Gulripshi District (გულრიფშის რაიონი, Гәылрыҧшь араион) is a district of Abkhazia, one of Georgia’s breakaway republics. It corresponds to the eponymous Georgian district. Its capital is Gulripshi, the town by the same name. Until the August 2008 Battle of the Kodori Valley, the north-eastern part of Gulripshi district was part of Upper Abkhazia, the corner of Abkhazia controlled by Georgia until the Battle of the Kodori Valley during the August 2008 South Ossetia War. Upper Abkhazia was home to 1,956 of the district's 19,918 inhabitants, most of whom were ethnic Svans (a subgroup of the Georgian people). Most of these fled before the battle and have not yet returned.
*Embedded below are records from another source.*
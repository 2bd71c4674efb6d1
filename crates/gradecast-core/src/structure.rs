//! Course structure checks and weight updates.

use std::collections::{BTreeSet, HashSet};

use serde::{Deserialize, Serialize};

use crate::error::EngineError;
use crate::model::{format_weight, Course};
use crate::standing::WEIGHT_TOLERANCE;

/// A non-fatal problem with a course's structure.
#[derive(Debug, Clone, PartialEq, Serialize, Deserialize)]
pub struct ValidationWarning {
    /// The assessment name (if applicable).
    pub assessment: Option<String>,
    pub message: String,
}

/// Collect structural warnings.
///
/// These do not stop the engine; fatal problems come from [`Course::validate`].
pub fn validate_course(course: &Course) -> Vec<ValidationWarning> {
    let mut warnings = Vec::new();

    if course.assessments.is_empty() {
        warnings.push(ValidationWarning {
            assessment: None,
            message: "course has no assessments".into(),
        });
        return warnings;
    }

    let total = course.total_weight();
    if (total - 100.0).abs() > WEIGHT_TOLERANCE {
        warnings.push(ValidationWarning {
            assessment: None,
            message: format!(
                "assessment weights total {}, not 100",
                format_weight(total)
            ),
        });
    }

    for a in &course.assessments {
        if a.name.trim().is_empty() {
            warnings.push(ValidationWarning {
                assessment: Some(a.name.clone()),
                message: "assessment name is blank".into(),
            });
        }
        if a.weight == 0.0 {
            warnings.push(ValidationWarning {
                assessment: Some(a.name.clone()),
                message: "weight is 0; this assessment cannot affect the final grade".into(),
            });
        }
    }

    warnings
}

/// A replacement weight for one assessment.
#[derive(Debug, Clone, PartialEq, Serialize, Deserialize)]
pub struct WeightUpdate {
    pub name: String,
    pub weight: f64,
}

/// Return a copy of `course` with every assessment reweighted.
///
/// The update must name each assessment exactly once and total 100.
pub fn reweight(course: &Course, updates: &[WeightUpdate]) -> Result<Course, EngineError> {
    let mut seen = HashSet::new();
    let mut total = 0.0;
    for u in updates {
        if !u.weight.is_finite() || u.weight < 0.0 {
            return Err(EngineError::InvalidWeight {
                name: u.name.clone(),
                weight: u.weight,
            });
        }
        if !seen.insert(u.name.as_str()) {
            return Err(EngineError::DuplicateAssessment(u.name.clone()));
        }
        total += u.weight;
    }

    if (total - 100.0).abs() > WEIGHT_TOLERANCE {
        return Err(EngineError::UnbalancedWeights(total));
    }

    if let Some(unknown) = updates.iter().find(|u| course.find(&u.name).is_none()) {
        return Err(EngineError::UnknownAssessment(unknown.name.clone()));
    }

    let missing: BTreeSet<String> = course
        .assessments
        .iter()
        .filter(|a| !seen.contains(a.name.as_str()))
        .map(|a| a.name.clone())
        .collect();
    if !missing.is_empty() {
        return Err(EngineError::MissingWeights(missing.into_iter().collect()));
    }

    let mut updated = course.clone();
    for a in &mut updated.assessments {
        if let Some(u) = updates.iter().find(|u| u.name == a.name) {
            a.weight = u.weight;
        }
    }
    tracing::debug!(course = %course.name, "reweighted assessments");
    Ok(updated)
}
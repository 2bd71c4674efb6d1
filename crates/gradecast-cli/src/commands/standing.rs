//! The `gradecast standing` command.

use std::path::PathBuf;

use anyhow::Result;
use comfy_table::{Cell, Table};

use gradecast_core::api::GetStandingRequest;
use gradecast_core::model::format_weight;

use super::{load_config, load_course, pct, print_json};

pub fn execute(course_path: PathBuf, json: bool, config: Option<PathBuf>) -> Result<()> {
    let config = load_config(config)?;
    let course = load_course(&course_path, None)?;

    let response = GetStandingRequest {
        assessments: course.assessments.clone(),
    }
    .handle()?;

    if json {
        return print_json(&response);
    }

    let d = config.decimals;
    let mut table = Table::new();
    table.set_header(vec!["Assessment", "Weight", "Score"]);
    for a in &course.assessments {
        let score = match a.percent()? {
            Some(p) => pct(p, d),
            None => "-".to_string(),
        };
        table.add_row(vec![
            Cell::new(&a.name),
            Cell::new(a.weight),
            Cell::new(score),
        ]);
    }

    println!("Course: {}", course.name);
    println!("{table}");
    println!(
        "Current standing: {} ({} graded, {} remaining)",
        pct(response.current_standing, d),
        format_weight(response.graded_weight_pct),
        format_weight(response.remaining_weight_pct)
    );
    if !response.weights_balanced {
        println!(
            "WARNING: assessment weights total {}, not 100",
            format_weight(response.total_weight_pct)
        );
    }

    Ok(())
}
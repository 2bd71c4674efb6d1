//! The `gradecast convert` command.

use anyhow::Result;
use comfy_table::{Cell, Table};

use gradecast_core::scale::{convert, GradeScale};

use super::print_json;

pub fn execute(value: String, from: String, json: bool) -> Result<()> {
    let scale: GradeScale = from.parse().map_err(|e: String| anyhow::anyhow!("{e}"))?;
    let conversion = convert(&value, scale)?;

    if json {
        return print_json(&conversion);
    }

    let mut table = Table::new();
    table.set_header(vec!["Scale", "Value"]);
    table.add_row(vec![
        Cell::new("Percentage"),
        Cell::new(format!("{:.1}%", conversion.percentage)),
    ]);
    table.add_row(vec![Cell::new("4.0"), Cell::new(format!("{:.1}", conversion.four))]);
    table.add_row(vec![Cell::new("9.0"), Cell::new(format!("{:.1}", conversion.nine))]);
    table.add_row(vec![Cell::new("10.0"), Cell::new(format!("{:.1}", conversion.ten))]);
    table.add_row(vec![Cell::new("Letter"), Cell::new(&conversion.letter)]);
    table.add_row(vec![
        Cell::new("York"),
        Cell::new(format!(
            "{} ({}, {})",
            conversion.york.letter, conversion.york.grade_point, conversion.york.description
        )),
    ]);

    println!("{value} on the {scale} scale:");
    println!("{table}");
    println!("Conversions are approximate; institutions publish their own tables.");

    Ok(())
}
Of note is the Dranda Cathedral sitting over a shrine built by Justinian in 551. The medieval principality of Dal-Tsabal was centered in the district. Abkhazia's main airport, Sukhumi Dranda Airport, is also located in Gulripshi district.

==Administration==

Adgur Kharazia was reappointed as Administration Head on 10 May 2001 following the March 2001 local elections.

On 18 December 2002, President Ardzinba released Kharazia as Administration Head and appointed him as Minister for Agriculture and Food.

On 16 June 2003, President Ardzinba appointed Tamaz Gogia as Administration Head. In the beginning of 2004, district officials stayed away from work in protest of what they perceived as rudeness from Gogia. In response, Gogia applied for resignation which President Ardzinba granted on 9 February, appointing First Deputy Head Aslan Baratelia as acting Head.

On 24 March 2005, newly elected President Sergei Bagapsh replaced Administration Head Aslan Baratelia with Mikhail Logua. In the 2011 Presidential election, Logua successfully ran for Vice President alongside Alexander Ankvab. He was succeeded on 14 December by Timur Eshba, who had previously been Deputy Head.

Following the May 2014 Revolution and the election of Raul Khajimba as President, on 23 September 2014 he replaced Eshba with Aslan Baratelia.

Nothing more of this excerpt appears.